## RECORDS FOR THE EXERCISE
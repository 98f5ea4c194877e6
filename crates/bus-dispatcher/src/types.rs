use bus_core::ChannelId;
use bus_debounce::BatchedMessage;

/// A single inbound message handed to the dispatcher by whichever
/// transport received it (chat fabric, terminal adapter, …).
#[derive(Debug, Clone)]
pub struct IncomingMessage {
    pub external_id: Option<String>,
    pub channel: ChannelId,
    pub author_id: i64,
    pub author_name: String,
    pub content: String,
    pub is_bot: bool,
}

/// Per-channel state machine states (§4.7).
#[derive(Debug, Clone, Copy, PartialEq, Eq)]
pub enum DispatchState {
    Idle,
    Batching,
    Claiming,
    Invoking,
    Delivering,
    Cooldown,
}

/// Events a channel's actor task consumes, one at a time, strictly
/// serialised per channel.
#[derive(Debug)]
pub enum ChannelEvent {
    Inbound(IncomingMessage),
    BatchReady(Vec<BatchedMessage>),
}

## WHAT TO WORK ON
Beginning with the very first line of the material, please return exactly each line down to and including the one with "#[derive(Debug)]".

## WRITTEN ANSWER
repository 98f5ea4c194877e6
filename crates/bus-dispatcher/src/types.rs
use bus_core::ChannelId;
use bus_debounce::BatchedMessage;

/// A single inbound message handed to the dispatcher by whichever
/// transport received it (chat fabric, terminal adapter, …).
#[derive(Debug, Clone)]
pub struct IncomingMessage {
    pub external_id: Option<String>,
    pub channel: ChannelId,
    pub author_id: i64,
    pub author_name: String,
    pub content: String,
    pub is_bot: bool,
}

/// Per-channel state machine states (§4.7).
#[derive(Debug, Clone, Copy, PartialEq, Eq)]
pub enum DispatchState {
    Idle,
    Batching,
    Claiming,
    Invoking,
    Delivering,
    Cooldown,
}

/// Events a channel's actor task consumes, one at a time, strictly
/// serialised per channel.
#[derive(Debug)]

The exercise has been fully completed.